A key part of Obamacare is not going so well. But before I continue, I assume that some of my readers won’t know some of the acronyms, so I’ll define them.
An ACO is an Accountable Care Organization, which was created in the PPACA (Obamacare). The spirit of an ACO was that hospitals and doctors would join into single administrative units that would work together to create health system efficiencies. Medicare and the ACO participants would then share in the savings generated.
MedPAC is the Medicare Payment Advisory Commission, which was created by Congress to advise it on what Medicare fees should be. Most of the MedPAC recommendations are accepted by Congress. As a quick aside, there is an AMA committee called the Relative Value Update Committee that makes recommendations to MedPAC. Washington Monthly did a great expose on the corrupt RUC process, which is opaque and dominated by ologists. Almost all of RUC’s recommendations are adopted by MedPAC.
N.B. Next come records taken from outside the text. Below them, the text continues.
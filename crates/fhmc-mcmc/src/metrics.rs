use std::fs::File;
use std::io::Write;
use std::path::Path;

use indexmap::IndexSet;
use serde::{Deserialize, Serialize};

/// Per-round, per-window metrics stored for CSV export.
#[derive(Debug, Clone, Serialize, Deserialize, PartialEq)]
pub struct MetricSample {
    /// Round after which the sample was recorded.
    pub round: u64,
    /// Window index.
    pub window: usize,
    /// Attempts resolved by the window.
    pub attempts: u64,
    /// Energy of the window's system.
    pub energy: f64,
    /// Macrostate bin of the walker, under flat-histogram.
    pub bin: Option<usize>,
    /// Accepted attempts within the round.
    pub accepted_moves: usize,
    /// Attempts within the round.
    pub proposed_moves: usize,
    /// Flatness events or sweeps of the window's bias.
    pub iterations: usize,
    /// Whether the window's bias is complete.
    pub complete: bool,
}

/// Aggregate coverage metrics summarising the exploration quality.
#[derive(Debug, Clone, Serialize, Deserialize, PartialEq)]
pub struct CoverageMetrics {
    /// Distinct macrostate bins seen at sample time.
    pub unique_bins: usize,
    /// Lowest bin seen.
    pub min_bin: Option<usize>,
    /// Highest bin seen.
    pub max_bin: Option<usize>,
    /// Mean energy over the recorded samples.
    pub mean_energy: f64,
    /// Variance of the recorded energy values.
    pub energy_variance: f64,
    /// Accepted fraction over every recorded round.
    pub acceptance: f64,
}

impl CoverageMetrics {
    /// Returns an empty coverage descriptor.
    pub fn empty() -> Self {
        Self {
            unique_bins: 0,
            min_bin: None,
            max_bin: None,
            mean_energy: 0.0,
            energy_variance: 0.0,
            acceptance: 0.0,
        }
    }
}

/// Collects per-round metrics and computes aggregate coverage proxies.
#[derive(Debug, Default)]
pub struct MetricsRecorder {
    samples: Vec<MetricSample>,
    bins: IndexSet<usize>,
}

impl MetricsRecorder {
    /// Creates a new recorder instance.
    pub fn new() -> Self {
        Self::default()
    }

    /// Records a metrics sample.
    pub fn push_sample(&mut self, sample: MetricSample) {
        if let Some(bin) = sample.bin {
            self.bins.insert(bin);
        }
        self.samples.push(sample);
    }

    /// Returns an immutable view over the recorded samples.
    pub fn samples(&self) -> &[MetricSample] {
        &self.samples
    }

    /// Computes coverage metrics from the recorded data.
    pub fn coverage(&self) -> CoverageMetrics {
        if self.samples.is_empty() {
            return CoverageMetrics::empty();
        }
        let energies: Vec<f64> = self.samples.iter().map(|sample| sample.energy).collect();
        let mean_energy = energies.iter().sum::<f64>() / energies.len() as f64;
        let variance = if energies.len() > 1 {
            let mean_sq = energies.iter().map(|&e| e * e).sum::<f64>() / energies.len() as f64;
            (mean_sq - mean_energy * mean_energy).max(0.0)
        } else {
            0.0
        };
        let proposed: usize = self.samples.iter().map(|s| s.proposed_moves).sum();
        let accepted: usize = self.samples.iter().map(|s| s.accepted_moves).sum();
        CoverageMetrics {
            unique_bins: self.bins.len(),
            min_bin: self.bins.iter().min().copied(),
            max_bin: self.bins.iter().max().copied(),
            mean_energy,
            energy_variance: variance,
            acceptance: if proposed == 0 {
                0.0
            } else {
                accepted as f64 / proposed as f64
            },
        }
    }

    /// Writes the recorded metrics to a CSV file.
    pub fn write_csv<P: AsRef<Path>>(&self, path: P) -> std::io::Result<()> {
        let mut file = File::create(path)?;
        writeln!(
            file,
            "round,window,attempts,energy,bin,accepted,proposed,iterations,complete"
        )?;
        for sample in &self.samples {
            writeln!(
                file,
                "{},{},{},{:.6},{},{},{},{},{}",
                sample.round,
                sample.window,
                sample.attempts,
                sample.energy,
                sample.bin.map(|bin| bin.to_string()).unwrap_or_default(),
                sample.accepted_moves,
                sample.proposed_moves,
                sample.iterations,
                sample.complete
            )?;
        }
        Ok(())
    }
}
//! Contract consumed from the particle system collaborator.

use std::fmt::Debug;

use serde::{Deserialize, Serialize};

use crate::errors::McError;
use crate::rng::RngHandle;

/// Outcome of a single perturbation proposed against a [`System`].
#[derive(Debug, Clone, Copy, PartialEq, Serialize, Deserialize)]
pub struct Proposal {
    /// Potential energy change of the perturbation.
    pub delta_energy: f64,
    /// Log of the proposal asymmetry and activity factors
    /// (e.g. `ln((M - N) / (N + 1)) + ln z` for an insertion).
    pub ln_proposal_ratio: f64,
    /// Hard rejection signalled by the system (overlap, nothing to select).
    pub reject: bool,
    /// Extra integer shift applied to the macrostate bin for moves that jump
    /// more than the observed bin change.
    pub macrostate_shift: i64,
}

impl Proposal {
    /// A proposal with the given energy change and proposal ratio.
    pub fn new(delta_energy: f64, ln_proposal_ratio: f64) -> Self {
        Self {
            delta_energy,
            ln_proposal_ratio,
            reject: false,
            macrostate_shift: 0,
        }
    }

    /// A hard rejection. The system is left unchanged.
    pub fn rejected() -> Self {
        Self {
            delta_energy: 0.0,
            ln_proposal_ratio: 0.0,
            reject: true,
            macrostate_shift: 0,
        }
    }

    /// Raw log Metropolis probability at inverse temperature `beta`.
    pub fn ln_metropolis_prob(&self, beta: f64) -> f64 {
        -beta * self.delta_energy + self.ln_proposal_ratio
    }
}

/// Particle system driven by the acceptance engine.
///
/// `propose` leaves the system in the proposed state. Exactly one of
/// `commit` or `revert` must follow before the next proposal.
pub trait System: Clone + Send + Sync + Debug {
    /// System specific perturbation kind.
    type Move: Clone + Debug + Send + Sync;

    /// Total potential energy of the current state.
    fn current_energy(&self) -> f64;

    /// Number of particles in the current state.
    fn num_particles(&self) -> usize;

    /// Selects a subset, perturbs it and reports the energy change.
    fn propose(&mut self, mv: &Self::Move, rng: &mut RngHandle) -> Result<Proposal, McError>;

    /// Finalizes the last proposal.
    fn commit(&mut self);

    /// Restores the state preceding the last proposal.
    fn revert(&mut self);

    /// Configuration equality within `tolerance` on energies.
    fn is_equal(&self, other: &Self, tolerance: f64) -> bool;
}
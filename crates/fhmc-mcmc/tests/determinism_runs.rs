use fhmc_lattice::{GasMove, Lattice, LatticeGas};
use fhmc_mcmc::{
    run, BiasConfig, CriteriaConfig, MacrostateConfig, MacrostateKind, PrefetchConfig, RunConfig,
    Trial, TrialSet, WangLandauConfig, WindowConfig,
};

fn sample_gas() -> LatticeGas {
    LatticeGas::new(Lattice::new(vec![4, 4]).unwrap(), 1.0, -0.5).unwrap()
}

fn gas_trials() -> TrialSet<GasMove> {
    TrialSet::new(vec![
        Trial::new("insert", 1.0, GasMove::Insert),
        Trial::new("remove", 1.0, GasMove::Remove),
        Trial::new("translate", 2.0, GasMove::Translate),
    ])
    .unwrap()
}

fn metropolis_config() -> RunConfig {
    let mut config = RunConfig::default();
    config.attempts = 5_000;
    config.windows.exchange_interval = 700;
    config
}

fn flat_histogram_config() -> RunConfig {
    let mut config = RunConfig::default();
    config.attempts = 6_000;
    config.criteria = CriteriaConfig::FlatHistogram {
        macrostate: MacrostateConfig {
            kind: MacrostateKind::NumParticles,
            width: 1.0,
            min: 0.0,
            max: 16.0,
        },
        bias: BiasConfig::WangLandau(WangLandauConfig {
            min_visit_per_macro: 10,
            ..WangLandauConfig::default()
        }),
    };
    config.windows = WindowConfig {
        num: 3,
        overlap: 2,
        exchange_interval: 500,
        splice_interval: 2_000,
        ..WindowConfig::default()
    };
    config
}

#[test]
fn repeated_runs_with_same_seed_match() {
    let config = flat_histogram_config();
    let summary_a = run(&config, 2024, sample_gas(), gas_trials()).unwrap();
    let summary_b = run(&config, 2024, sample_gas(), gas_trials()).unwrap();
    assert_eq!(summary_a, summary_b);
    assert_eq!(summary_a.windows.len(), 3);
    assert_eq!(summary_a.exchange_acceptance.len(), 2);
}

#[test]
fn different_seeds_diverge() {
    let config = metropolis_config();
    let summary_a = run(&config, 1, sample_gas(), gas_trials()).unwrap();
    let summary_b = run(&config, 2, sample_gas(), gas_trials()).unwrap();
    assert_ne!(summary_a.final_state_hash, summary_b.final_state_hash);
}

#[test]
fn metropolis_prefetch_matches_serial_run() {
    let serial = run(&metropolis_config(), 77, sample_gas(), gas_trials()).unwrap();
    for threads in [2, 3] {
        let mut config = metropolis_config();
        config.prefetch = Some(PrefetchConfig {
            threads,
            steps_per_check: 13,
            load_balance: false,
        });
        let parallel = run(&config, 77, sample_gas(), gas_trials()).unwrap();
        assert_eq!(parallel.final_state_hash, serial.final_state_hash);
        assert_eq!(parallel.acceptance_rates, serial.acceptance_rates);
        assert_eq!(parallel.attempts, serial.attempts);
        assert_eq!(parallel.rounds, serial.rounds);
    }
}

#[test]
fn flat_histogram_prefetch_keeps_walkers_in_their_windows() {
    let mut config = flat_histogram_config();
    config.prefetch = Some(PrefetchConfig {
        threads: 2,
        steps_per_check: 10,
        load_balance: false,
    });
    let summary = run(&config, 31, sample_gas(), gas_trials()).unwrap();
    assert_eq!(summary.attempts, 6_000);
    for sample in &summary.samples {
        let window = summary.windows[sample.window];
        let bin = sample.bin.unwrap();
        assert!(bin >= window.soft_min && bin <= window.soft_max);
    }
    let ln_p = summary.ln_macro_prob.unwrap();
    assert_eq!(ln_p.len(), 17);
    assert!(ln_p.values().iter().all(|value| value.is_finite()));
}
//! Per-bin summary of a flat-histogram run.

use std::fs::File;
use std::io::Write;
use std::path::Path;

use serde::{Deserialize, Serialize};

use fhmc_core::{ErrorInfo, McError};

use crate::collection::{DOWN, STAY, UP};
use crate::criteria::Criteria;
use crate::ln_prob::LnProbability;

/// One histogram bin.
#[derive(Debug, Clone, PartialEq, Serialize, Deserialize)]
pub struct BinReport {
    /// Bin index.
    pub bin: usize,
    /// Macrostate value at the bin centre.
    pub center: f64,
    /// Log macrostate probability.
    pub ln_prob: f64,
    /// Visits summed over every window.
    pub visited: u64,
    /// Down, stay and up transition probabilities of the summed collection
    /// matrix, when one exists.
    pub transitions: Option<[f64; 3]>,
}

/// Builds the per-bin table from the window criteria and the global estimate.
pub fn build_report(
    windows: &[&Criteria],
    ln_prob: &LnProbability,
) -> Result<Vec<BinReport>, McError> {
    let macrostate = windows
        .first()
        .and_then(|criteria| criteria.macrostate())
        .ok_or_else(|| {
            McError::config("report-metropolis", "reports need a flat-histogram criteria")
        })?;
    let num_bins = macrostate.num_bins();
    if ln_prob.len() != num_bins {
        return Err(McError::Consistency(
            ErrorInfo::new("report-bins", "estimate and histogram disagree on the bin count")
                .with_context("estimate", ln_prob.len())
                .with_context("histogram", num_bins),
        ));
    }
    let mut visited = vec![0u64; num_bins];
    let mut rows = vec![[0.0f64; 3]; num_bins];
    let mut has_collection = false;
    for bias in windows.iter().filter_map(|criteria| criteria.bias()) {
        for (total, count) in visited.iter_mut().zip(bias.visited()) {
            *total += count;
        }
        if let Some(collection) = bias.collection() {
            has_collection = true;
            for (bin, row) in rows.iter_mut().enumerate() {
                let add = collection.row(bin);
                for direction in [DOWN, STAY, UP] {
                    row[direction] += add[direction];
                }
            }
        }
    }
    Ok((0..num_bins)
        .map(|bin| BinReport {
            bin,
            center: macrostate.center_of_bin(bin),
            ln_prob: ln_prob.value(bin),
            visited: visited[bin],
            transitions: has_collection.then(|| {
                let total: f64 = rows[bin].iter().sum();
                if total > 0.0 {
                    rows[bin].map(|count| count / total)
                } else {
                    [0.0; 3]
                }
            }),
        })
        .collect())
}

/// Writes the per-bin table as CSV.
pub fn write_csv<P: AsRef<Path>>(rows: &[BinReport], path: P) -> std::io::Result<()> {
    let mut file = File::create(path)?;
    writeln!(file, "bin,center,ln_prob,visited,p_down,p_stay,p_up")?;
    for row in rows {
        let [down, stay, up] = row.transitions.unwrap_or([f64::NAN; 3]);
        writeln!(
            file,
            "{},{},{:.10},{},{:.6},{:.6},{:.6}",
            row.bin, row.center, row.ln_prob, row.visited, down, stay, up
        )?;
    }
    Ok(())
}
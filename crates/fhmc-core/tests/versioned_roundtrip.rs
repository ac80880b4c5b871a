use fhmc_core::provenance::{from_bytes, from_json, to_bytes, to_json, RunProvenance};
use fhmc_core::McError;

#[test]
fn binary_envelope_round_trip() {
    let payload = vec![0.5_f64, -1.25, 3.0];
    let bytes = to_bytes("bias", 1, &payload).unwrap();
    let back: Vec<f64> = from_bytes(&bytes, "bias", 1).unwrap();
    assert_eq!(back, payload);
}

#[test]
fn unknown_version_is_fatal() {
    let bytes = to_bytes("bias", 2, &vec![1.0_f64]).unwrap();
    let err = from_bytes::<Vec<f64>>(&bytes, "bias", 1).unwrap_err();
    assert!(matches!(err, McError::Serde(ref info) if info.code == "version-mismatch"));
}

#[test]
fn foreign_kind_is_fatal() {
    let json = to_json("criteria", 1, &42_u32).unwrap();
    let err = from_json::<u32>(&json, "bias", 1).unwrap_err();
    assert_eq!(err.info().code, "kind-mismatch");
}

#[test]
fn provenance_round_trip_json() {
    let provenance = RunProvenance {
        seed: 99,
        seed_label: Some("fixed".into()),
        created_at: "2024-01-01T00:00:00Z".into(),
        tool_versions: [("fhmc-core".into(), "0.1.0".into())].into_iter().collect(),
    };
    let json = to_json("provenance", 1, &provenance).unwrap();
    let back: RunProvenance = from_json(&json, "provenance", 1).unwrap();
    assert_eq!(back, provenance);
}
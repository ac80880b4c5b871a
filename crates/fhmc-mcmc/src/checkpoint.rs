use std::fs;
use std::path::{Path, PathBuf};

use serde::de::DeserializeOwned;
use serde::{Deserialize, Serialize};

use fhmc_core::{provenance, ErrorInfo, McError, System};

use crate::config::RunConfig;
use crate::criteria::Criteria;
use crate::sampler::Sampler;
use crate::trial::TrialSet;
use crate::window::{ExchangeStats, Window};

/// Envelope kind of run checkpoints.
pub const CHECKPOINT_KIND: &str = "run-checkpoint";
/// Envelope version of run checkpoints.
pub const CHECKPOINT_VERSION: u32 = 1;

/// Serializable state of one window's canonical chain.
#[derive(Debug, Clone, Serialize, Deserialize)]
#[serde(bound(
    serialize = "S: Serialize, S::Move: Serialize",
    deserialize = "S: DeserializeOwned, S::Move: DeserializeOwned"
))]
pub struct WindowCheckpoint<S: System> {
    /// Window layout at the time of checkpointing.
    pub window: Window,
    /// Stream seed.
    pub seed: u64,
    /// Attempts resolved.
    pub attempts: u64,
    /// System configuration.
    pub system: S,
    /// Criteria with macrostate, soft bounds and bias state.
    pub criteria: Criteria,
    /// Trials with their statistics.
    pub trials: TrialSet<S::Move>,
}

impl<S: System> WindowCheckpoint<S> {
    /// Snapshot of `sampler` sampling `window`.
    pub fn capture(window: Window, sampler: &Sampler<S>) -> Self {
        Self {
            window,
            seed: sampler.seed(),
            attempts: sampler.attempts(),
            system: sampler.system.clone(),
            criteria: sampler.criteria.clone(),
            trials: sampler.trials.clone(),
        }
    }

    /// Chain continuing exactly where the snapshot was taken.
    pub fn into_sampler(self) -> Sampler<S> {
        Sampler::restore(
            self.system,
            self.criteria,
            self.trials,
            self.seed,
            self.attempts,
        )
    }
}

/// Aggregated checkpoint payload.
#[derive(Debug, Clone, Serialize, Deserialize)]
#[serde(bound(
    serialize = "S: Serialize, S::Move: Serialize",
    deserialize = "S: DeserializeOwned, S::Move: DeserializeOwned"
))]
pub struct CheckpointPayload<S: System> {
    /// Completed rounds.
    pub round: u64,
    /// Configuration snapshot associated with the run.
    pub config: RunConfig,
    /// Master seed used to derive window substreams.
    pub master_seed: u64,
    /// Exchange counters per neighbouring pair.
    #[serde(default)]
    pub exchange: Vec<ExchangeStats>,
    /// Window states, in window order.
    pub windows: Vec<WindowCheckpoint<S>>,
}

impl<S> CheckpointPayload<S>
where
    S: System + Serialize + DeserializeOwned,
    S::Move: Serialize + DeserializeOwned,
{
    /// Restores the payload from disk, rejecting unknown kinds and versions.
    pub fn load(path: &Path) -> Result<Self, McError> {
        let contents =
            fs::read_to_string(path).map_err(|err| McError::io("checkpoint-read", err, path))?;
        let payload: Self = provenance::from_json(&contents, CHECKPOINT_KIND, CHECKPOINT_VERSION)
            .map_err(|err| McError::Serde(err.info().clone().with_context("path", path.display())))?;
        if payload.windows.is_empty() {
            return Err(McError::Serde(
                ErrorInfo::new("empty-checkpoint", "checkpoint contained no windows")
                    .with_context("path", path.display()),
            ));
        }
        Ok(payload)
    }

    /// Writes the payload to disk.
    pub fn store(&self, path: &Path) -> Result<(), McError> {
        if let Some(parent) = path.parent() {
            fs::create_dir_all(parent)
                .map_err(|err| McError::io("checkpoint-mkdir", err, parent))?;
        }
        let json = provenance::to_json(CHECKPOINT_KIND, CHECKPOINT_VERSION, self)?;
        fs::write(path, json).map_err(|err| McError::io("checkpoint-write", err, path))
    }

    /// Canonical chains in window order.
    pub fn into_samplers(self) -> Vec<Sampler<S>> {
        self.windows
            .into_iter()
            .map(WindowCheckpoint::into_sampler)
            .collect()
    }
}

/// Deterministic checkpoint file name keyed by attempts per window.
pub fn checkpoint_path(root: &Path, attempts: u64) -> PathBuf {
    root.join(format!("ckpt_{attempts:010}.json"))
}

/// Deletes the oldest checkpoints beyond `max_to_keep`.
pub fn enforce_retention(paths: &mut Vec<PathBuf>, max_to_keep: usize) -> Result<(), McError> {
    while paths.len() > max_to_keep {
        let path = paths.remove(0);
        fs::remove_file(&path).map_err(|err| McError::io("checkpoint-remove", err, &path))?;
    }
    Ok(())
}
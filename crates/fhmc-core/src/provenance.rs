//! Provenance descriptors and versioned serialization envelopes.

use std::collections::BTreeMap;

use serde::de::DeserializeOwned;
use serde::{Deserialize, Serialize};

use crate::errors::{ErrorInfo, McError};

/// Versioned envelope wrapped around every persisted engine object.
///
/// `kind` names the object (`"bias"`, `"criteria"`, `"window"`), `version`
/// is the integer layout tag of that object. Readers accept exactly one tag
/// per kind; anything else is fatal.
#[derive(Debug, Clone, PartialEq, Serialize, Deserialize)]
pub struct Versioned<T> {
    /// Object kind stored in the envelope.
    pub kind: String,
    /// Integer layout tag.
    pub version: u32,
    /// The wrapped object.
    pub payload: T,
}

impl<T> Versioned<T> {
    /// Wraps a payload.
    pub fn new(kind: impl Into<String>, version: u32, payload: T) -> Self {
        Self {
            kind: kind.into(),
            version,
            payload,
        }
    }

    /// Unwraps the payload after checking kind and version tags.
    pub fn into_checked(self, kind: &str, version: u32) -> Result<T, McError> {
        if self.kind != kind {
            return Err(McError::Serde(
                ErrorInfo::new("kind-mismatch", "unexpected object kind in envelope")
                    .with_context("expected", kind)
                    .with_context("found", &self.kind),
            ));
        }
        if self.version != version {
            return Err(McError::Serde(
                ErrorInfo::new("version-mismatch", "unrecognized serialization version")
                    .with_context("kind", kind)
                    .with_context("expected", version)
                    .with_context("found", self.version)
                    .with_hint("the stream was written by an incompatible engine build"),
            ));
        }
        Ok(self.payload)
    }
}

/// Serializes `payload` into a versioned binary byte stream.
pub fn to_bytes<T: Serialize>(kind: &str, version: u32, payload: &T) -> Result<Vec<u8>, McError> {
    bincode::serialize(&Versioned::new(kind, version, payload)).map_err(|err| {
        McError::Serde(ErrorInfo::new("encode", err.to_string()).with_context("kind", kind))
    })
}

/// Restores a payload written by [`to_bytes`], rejecting foreign tags.
pub fn from_bytes<T: DeserializeOwned>(
    bytes: &[u8],
    kind: &str,
    version: u32,
) -> Result<T, McError> {
    let envelope: Versioned<T> = bincode::deserialize(bytes).map_err(|err| {
        McError::Serde(ErrorInfo::new("decode", err.to_string()).with_context("kind", kind))
    })?;
    envelope.into_checked(kind, version)
}

/// Serializes `payload` into a versioned, human readable JSON document.
pub fn to_json<T: Serialize>(kind: &str, version: u32, payload: &T) -> Result<String, McError> {
    serde_json::to_string_pretty(&Versioned::new(kind, version, payload)).map_err(|err| {
        McError::Serde(ErrorInfo::new("json-encode", err.to_string()).with_context("kind", kind))
    })
}

/// Restores a payload written by [`to_json`], rejecting foreign tags.
pub fn from_json<T: DeserializeOwned>(json: &str, kind: &str, version: u32) -> Result<T, McError> {
    let envelope: Versioned<T> = serde_json::from_str(json).map_err(|err| {
        McError::Serde(ErrorInfo::new("json-decode", err.to_string()).with_context("kind", kind))
    })?;
    envelope.into_checked(kind, version)
}

/// Provenance information attached to run manifests.
#[derive(Debug, Clone, PartialEq, Eq, Serialize, Deserialize, Default)]
pub struct RunProvenance {
    /// Master deterministic seed used for all randomness.
    pub seed: u64,
    /// Optional label describing the seed policy.
    pub seed_label: Option<String>,
    /// RFC-3339 timestamp recording when the artifact was generated.
    pub created_at: String,
    /// Version map for all tools involved in the run.
    pub tool_versions: BTreeMap<String, String>,
}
MedPAC shared its own ACO data recently and concluded that it spent $646 million on one ACO approach, which lead to $429 million in savings. Yes, that means that MedPAC lost $216 million in the deal. The MedPAC Commissioner Craig Sammit, MD stated that these kind of results are “incredibly unsatisfying.”
There are very many reasons ACOs were destined to underperform (I won’t say “fail.” A few of them eked out a few dollars of savings.). To list all the reasons would make a blog post unreadable, so I’ll just mention one. Obamacare gave no authority to ACOs to demand that patients make changes in some of their attitudes, beliefs, and actions. Patients are not tied to an ACO, have no financial incentives to change any behaviors, and were guaranteed complete freedom of movement and choice of doctors and hospitals.
This approach is nonsense on its face. If one is trying to change a system, then one does not leave out the largest and most frequent user of that system. But that’s exactly what the politicians making politically-based decisions did, which is why ACOs are ultimately destined to “fail.” (Sorry, couldn’t help myself.)
As MedPAC deliberates its next response to this failed experiment, let’s all hope that it keeps in the forefront its most recent recommendation to Congress that “The commission has long argued that primary care providers are undervalued in Medicare’s fee schedule ….” Seriously respecting and incentivizing medical students to become family physicians is the best next step forward to any meaningful healthcare system reform.
As with the misbegotten PCMH, the costs of setting up and maintaining an ACO are ruinously high, far out-weighing any bonuses that may trickle down through countless layers of administrators to the physicians.
And yet the AAFP continues to push both these scams on their membership. Has there ever been a supposedly scientific organization that is so blind to the evidence (and reality)?